Beside me, Noah awaits my reaction with a goofy, hopeful grin. I love this man deeply, but he should know better. I exhale. Massage my temples.
“Oh, hon. I thought you finally stopped with the marriage stuff.”
“Come on, Charlie,” he urges me, his twang sweet and coaxing. “Just try it on.”
I peer down at the ring. Twirl a strand of lo mein with my chopsticks.
“You really gonna be like that?” He sits back, his thick, sun-browned arms folded across his undershirt.
“I appreciate the gesture, I really do. But you know how I feel about marriage.”
“I know, I know.” His voice rises as he does his best impression of Charlie Being Unreasonable. “Real commitment is about more than a piece of paper,” he mimics. “I get it, already.” He sighs. “Would you just wear the ring? We don’t have to go through a whole ceremony.”
“If it’s just for show, then what’s the point?”
“It’s not for show. It’s for our family. Our baby girl deserves a daddy who’s committed to her mama.”
I give him an affectionate pat. “She already has one.”
“Not accordin’ to the rest of the world.” He rises from the table, thumbs hooked in the loops of his jeans. “People look at us, Charlie, they do. They look at you, they see we’re not married, and then they look at me. And they wonder what kinda asshole I am.”
“That’s what this is about?” I pick up a dumpling and dip it in soy sauce, not bothering to finish chewing before I speak. “You want to get married so people will stop looking at you? Noah, my wearing a wedding ring is not going to make that woman in the parking lot judge us any less.”
“Yeah.” He balls up a dirty napkin and tosses it into an empty container, defeated. “People have a long memory in this town.”
I reach into my glass with a chopstick and carefully fish out the ring. It’s a simple solitaire diamond on a silvery band, probably platinum. Once upon a time, before my divorce, I would have loved this ring. But Eric cheated, and the divorce happened. My first marriage couldn’t even make it to the four-year mark. If I’m going to make mistakes in life, I’d at least like to make new ones.
I set the ring on the table. “I could put it on a chain,” I offer, trying to placate him. “Wear it as a necklace.”
“Doesn’t have quite the same meanin’ then, does it?”
“What do you want it to mean? We’re together, aren’t we? I’m here.”
“You’re here,” he says. “But sometimes I wonder how long.”
I give a rueful laugh. “I wonder the same thing about you. How long is this man in Sidalie? When can we leave? I wonder that all the time.”
He comes up behind my chair and places his hands on my shoulders, his chin resting on top of my head. “I don’t have any family left, Charlie, none that counts. Don’t even have my dog—he’s Carmen’s now. A person’s gotta have somethin’ to anchor ’em. For me, it’s this town.”
How can one be mad at a guy who just wants to belong somewhere? As if sensing that he’s gaining ground, Noah sinks his thumbs into the tender muscles of my shoulders, slowly working out knots of tension. The man doesn’t play fair.

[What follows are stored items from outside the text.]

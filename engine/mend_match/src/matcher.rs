//! Structural matcher.
//!
//! Compares a target node against a donor node and, on success, emits the
//! modifications that would rewrite the target into the donor's shape plus
//! the variable renaming the donor text must be read under.
//!
//! Statements match best-effort: a same-kind statement pair always matches,
//! and every disagreement is captured as a modification (slot replacement,
//! statement insertion or deletion). Expressions match strictly: structural
//! equality modulo a consistent variable renaming, with no modifications —
//! an expression-level disagreement degrades the enclosing statement slot
//! instead. When the kinds differ outright, the matcher searches the
//! shallowest same-kind donor descendant and, independently, the target's
//! statement children against the whole donor, keeping every path that
//! produced a match.

use std::collections::VecDeque;

use mend_ir::{
    Modification, Name, NodeId, NodeKind, RenameMap, ScopeSet, Slot, StringInterner, SyntaxTree,
};
use mend_render::render_renamed;

use crate::align::{align, AlignOp};

/// Structural matcher over one target/donor tree pair.
pub struct Matcher<'a> {
    target: &'a SyntaxTree,
    donor: &'a SyntaxTree,
    interner: &'a StringInterner,
    target_scope: &'a ScopeSet,
    donor_scope: &'a ScopeSet,
}

impl<'a> Matcher<'a> {
    /// Create a matcher for one target/donor pair with their scopes.
    pub fn new(
        target: &'a SyntaxTree,
        donor: &'a SyntaxTree,
        interner: &'a StringInterner,
        target_scope: &'a ScopeSet,
        donor_scope: &'a ScopeSet,
    ) -> Self {
        Self {
            target,
            donor,
            interner,
            target_scope,
            donor_scope,
        }
    }

    /// Match `target_id` against `donor_id`.
    ///
    /// On `true`, `mods` holds the edits (positioned against target nodes)
    /// and `rename` the donor-to-target name bindings the edit text assumes.
    /// On `false`, both are left as they were on entry.
    #[tracing::instrument(
        level = "trace",
        skip_all,
        fields(target = self.target.kind(target_id).tag(), donor = self.donor.kind(donor_id).tag())
    )]
    pub fn matches(
        &self,
        target_id: NodeId,
        donor_id: NodeId,
        rename: &mut RenameMap,
        mods: &mut Vec<Modification>,
    ) -> bool {
        let t_kind = self.target.kind(target_id);
        let d_kind = self.donor.kind(donor_id);
        if t_kind.same_kind(d_kind) {
            if t_kind.is_statement() {
                self.match_statement(target_id, donor_id, rename, mods)
            } else {
                let mark = rename.mark();
                let ok = self.expr_matches(target_id, donor_id, rename);
                if !ok {
                    rename.rollback(mark);
                }
                ok
            }
        } else {
            self.match_across_kinds(target_id, donor_id, rename, mods)
        }
    }

    /// Same-kind statement match. Always succeeds except when declared
    /// names cannot be consistently bound; disagreements become mods.
    ///
    /// Two passes: recursive matching first, so every binding the donor can
    /// establish is committed, then the degraded edits are rendered under
    /// the complete renaming.
    fn match_statement(
        &self,
        target_id: NodeId,
        donor_id: NodeId,
        rename: &mut RenameMap,
        mods: &mut Vec<Modification>,
    ) -> bool {
        let mark = rename.mark();

        if let (Some((t_name, t_ty)), Some((d_name, d_ty))) = (
            self.target.declared_name(target_id),
            self.donor.declared_name(donor_id),
        ) {
            if !ScopeSet::compatible(t_ty, d_ty) || !rename.try_bind(d_name, t_name) {
                rename.rollback(mark);
                return false;
            }
        }

        let mut failed_slots: Vec<(Slot, NodeId)> = Vec::new();
        for (slot, t_child) in self.target.slots(target_id) {
            let Some(d_child) = self.donor.slot_child(donor_id, slot) else {
                continue;
            };
            let slot_mark = rename.mark();
            let mods_len = mods.len();
            if !self.matches(t_child, d_child, rename, mods) {
                rename.rollback(slot_mark);
                mods.truncate(mods_len);
                failed_slots.push((slot, d_child));
            }
        }

        let mut list_edits: Vec<ListEdit> = Vec::new();
        if let (Some(t_range), Some(d_range)) = (
            self.target.stmt_list(target_id),
            self.donor.stmt_list(donor_id),
        ) {
            let t_stmts = self.target.list(t_range);
            let d_stmts = self.donor.list(d_range);
            for op in align(self.target, t_stmts, self.donor, d_stmts) {
                match op {
                    AlignOp::Pair {
                        target_index,
                        donor_index,
                    } => {
                        let pair_mark = rename.mark();
                        let mods_len = mods.len();
                        if !self.matches(
                            t_stmts[target_index],
                            d_stmts[donor_index],
                            rename,
                            mods,
                        ) {
                            rename.rollback(pair_mark);
                            mods.truncate(mods_len);
                            list_edits.push(ListEdit::Delete { at: target_index });
                            list_edits.push(ListEdit::Insert {
                                at: target_index,
                                donor: d_stmts[donor_index],
                            });
                        }
                    }
                    AlignOp::Insert { at, donor_index } => {
                        list_edits.push(ListEdit::Insert {
                            at,
                            donor: d_stmts[donor_index],
                        });
                    }
                    AlignOp::Delete { at } => list_edits.push(ListEdit::Delete { at }),
                }
            }
        }

        for (slot, d_child) in failed_slots {
            let text = render_renamed(self.donor, self.interner, d_child, rename);
            mods.push(Modification::Replace {
                target: target_id,
                slot,
                text,
            });
        }
        for edit in list_edits {
            match edit {
                ListEdit::Insert { at, donor } => {
                    let text = render_renamed(self.donor, self.interner, donor, rename);
                    mods.push(Modification::Insert {
                        target: target_id,
                        index: list_index(at),
                        text,
                    });
                }
                ListEdit::Delete { at } => mods.push(Modification::Delete {
                    target: target_id,
                    index: list_index(at),
                }),
            }
        }

        true
    }

    /// Strict expression equality modulo the renaming. Never emits mods;
    /// the caller rolls back bindings on failure.
    fn expr_matches(&self, target_id: NodeId, donor_id: NodeId, rename: &mut RenameMap) -> bool {
        match (*self.target.kind(target_id), *self.donor.kind(donor_id)) {
            (NodeKind::Ident(t_name), NodeKind::Ident(d_name)) => {
                self.bind_var(d_name, t_name, rename)
            }
            (NodeKind::IntLit(a), NodeKind::IntLit(b)) => a == b,
            (NodeKind::FloatLit(a), NodeKind::FloatLit(b)) => a == b,
            (NodeKind::BoolLit(a), NodeKind::BoolLit(b)) => a == b,
            (NodeKind::StrLit(a), NodeKind::StrLit(b)) => a == b,
            (NodeKind::CharLit(a), NodeKind::CharLit(b)) => a == b,
            (NodeKind::NullLit, NodeKind::NullLit) => true,
            (
                NodeKind::Assign {
                    target: tt,
                    value: tv,
                },
                NodeKind::Assign {
                    target: dt,
                    value: dv,
                },
            ) => self.expr_matches(tt, dt, rename) && self.expr_matches(tv, dv, rename),
            (
                NodeKind::Binary {
                    op: t_op,
                    left: tl,
                    right: tr,
                },
                NodeKind::Binary {
                    op: d_op,
                    left: dl,
                    right: dr,
                },
            ) => {
                t_op == d_op
                    && self.expr_matches(tl, dl, rename)
                    && self.expr_matches(tr, dr, rename)
            }
            (
                NodeKind::Unary {
                    op: t_op,
                    operand: to,
                },
                NodeKind::Unary {
                    op: d_op,
                    operand: d_operand,
                },
            ) => t_op == d_op && self.expr_matches(to, d_operand, rename),
            (
                NodeKind::Call {
                    receiver: tr,
                    method: tm,
                    args: ta,
                },
                NodeKind::Call {
                    receiver: dr,
                    method: dm,
                    args: da,
                },
            ) => {
                if tm != dm || tr.is_valid() != dr.is_valid() {
                    return false;
                }
                if tr.is_valid() && !self.expr_matches(tr, dr, rename) {
                    return false;
                }
                let t_args = self.target.list(ta);
                let d_args = self.donor.list(da);
                t_args.len() == d_args.len()
                    && t_args
                        .iter()
                        .zip(d_args)
                        .all(|(&t, &d)| self.expr_matches(t, d, rename))
            }
            (
                NodeKind::FieldAccess {
                    receiver: tr,
                    field: tf,
                },
                NodeKind::FieldAccess {
                    receiver: dr,
                    field: df,
                },
            ) => tf == df && self.expr_matches(tr, dr, rename),
            (
                NodeKind::Index {
                    receiver: tr,
                    index: ti,
                },
                NodeKind::Index {
                    receiver: dr,
                    index: di,
                },
            ) => self.expr_matches(tr, dr, rename) && self.expr_matches(ti, di, rename),
            (
                NodeKind::Conditional {
                    cond: tc,
                    then_expr: tt,
                    else_expr: te,
                },
                NodeKind::Conditional {
                    cond: dc,
                    then_expr: dt,
                    else_expr: de,
                },
            ) => {
                self.expr_matches(tc, dc, rename)
                    && self.expr_matches(tt, dt, rename)
                    && self.expr_matches(te, de, rename)
            }
            _ => false,
        }
    }

    /// Bind a donor variable to a target variable. The target name must be
    /// usable at the target site with a type the donor name can stand for.
    fn bind_var(&self, donor_name: Name, target_name: Name, rename: &mut RenameMap) -> bool {
        let Some(t_ty) = self.target_scope.lookup(target_name) else {
            return false;
        };
        let d_ty = self.donor_scope.lookup(donor_name).unwrap_or(Name::EMPTY);
        if !ScopeSet::compatible(t_ty, d_ty) {
            return false;
        }
        rename.try_bind(donor_name, target_name)
    }

    /// Kind-mismatch path: shallowest same-kind donor descendant, plus the
    /// target's statement children against the whole donor. Every path that
    /// matched contributes; one suffices for an overall match.
    fn match_across_kinds(
        &self,
        target_id: NodeId,
        donor_id: NodeId,
        rename: &mut RenameMap,
        mods: &mut Vec<Modification>,
    ) -> bool {
        let mut matched = false;

        if let Some(descendant) = self.shallowest_same_kind(donor_id, self.target.kind(target_id)) {
            tracing::trace!(
                descendant = self.donor.kind(descendant).tag(),
                "descending into donor"
            );
            if self.matches(target_id, descendant, rename, mods) {
                matched = true;
            }
        }

        for child in self.target.children(target_id) {
            if self.target.kind(child).is_statement() && self.matches(child, donor_id, rename, mods)
            {
                matched = true;
            }
        }

        matched
    }

    /// Breadth-first search below `donor_id` for the shallowest node of the
    /// wanted kind, earliest sibling first.
    fn shallowest_same_kind(&self, donor_id: NodeId, want: &NodeKind) -> Option<NodeId> {
        let mut queue: VecDeque<NodeId> = self.donor.children(donor_id).into_iter().collect();
        while let Some(id) = queue.pop_front() {
            if self.donor.kind(id).same_kind(want) {
                return Some(id);
            }
            queue.extend(self.donor.children(id));
        }
        None
    }
}

/// Deferred statement-list edit; donor text is rendered once the full
/// renaming is known.
enum ListEdit {
    Insert { at: usize, donor: NodeId },
    Delete { at: usize },
}

fn list_index(index: usize) -> u32 {
    u32::try_from(index).unwrap_or(u32::MAX)
}
//! Structural summary items.
//!
//! The extraction walks in [`crate::collect`] report what a subtree
//! contains: its literals, variable occurrences tagged by use, control
//! structures, calls, and operators. Donor ranking consumes the condensed
//! [`FeatureVector`](crate::FeatureVector) form; the itemized summaries
//! keep the node identities for callers that need to look back into the
//! tree.

use mend_ir::{BinaryOp, Name, NodeId, UnaryOp, UseKind};

/// One variable occurrence, tagged with how the enclosing node uses it.
#[derive(Clone, Copy, Debug, PartialEq, Eq)]
pub struct VarUse {
    pub node: NodeId,
    pub name: Name,
    pub use_kind: UseKind,
}

/// Loop structure family.
#[derive(Clone, Copy, Debug, PartialEq, Eq)]
pub enum LoopKind {
    While,
    For,
}

/// One loop structure.
#[derive(Clone, Copy, Debug, PartialEq, Eq)]
pub struct LoopShape {
    pub node: NodeId,
    pub kind: LoopKind,
}

/// Conditional structure family.
#[derive(Clone, Copy, Debug, PartialEq, Eq)]
pub enum CondKind {
    If,
    Switch,
    Ternary,
}

/// One conditional structure.
#[derive(Clone, Copy, Debug, PartialEq, Eq)]
pub struct CondShape {
    pub node: NodeId,
    pub kind: CondKind,
}

/// One method call.
#[derive(Clone, Copy, Debug, PartialEq, Eq)]
pub struct CallShape {
    pub node: NodeId,
    pub method: Name,
    pub arity: usize,
    pub has_receiver: bool,
}

/// Operator family of one operation node.
#[derive(Clone, Copy, Debug, PartialEq, Eq)]
pub enum OpShape {
    Binary(BinaryOp),
    Unary(UnaryOp),
    Assign,
}

/// One operator occurrence.
#[derive(Clone, Copy, Debug, PartialEq, Eq)]
pub struct OperatorUse {
    pub node: NodeId,
    pub op: OpShape,
}

/// Remaining statement/expression structures tracked for similarity.
#[derive(Clone, Copy, Debug, PartialEq, Eq)]
pub enum OtherKind {
    Return,
    Throw,
    Break,
    Continue,
    VarDecl,
    FieldAccess,
    Index,
    Block,
}

/// One structure not covered by the loop/cond/call/operator walks.
#[derive(Clone, Copy, Debug, PartialEq, Eq)]
pub struct OtherShape {
    pub node: NodeId,
    pub kind: OtherKind,
}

I wish I could provide him with the clan he feels he lacks, but the fact is I’ve never had much in the way of family myself. A drug-addicted mother who left when I was too young to remember, an alcoholic father who died when I was fourteen, an aunt and cousins I never see. And while Noah loves my grandmother, the formidable woman who stepped in to raise me, Grandma’s eighty-eight years old. She doesn’t have a lot of time left.
Just one more way that Carmen outshines me. She had a tribe with Sunday dinners, nieces and nephews, an abuela who harassed them every weekend about their baby-making plans. I have no one.
I wipe my mouth and push away the rest of the food. “I know you’re attached to Sidalie,” I tell him. “I get it. Sometimes I miss New York like crazy. At the end of the day, though, there’s nothing really keeping us here.”
“My company’s in Sidalie,” he reminds me. “I have forty guys dependin’ on me for a salary. After all the years they’ve given me, you really think I can just walk away?”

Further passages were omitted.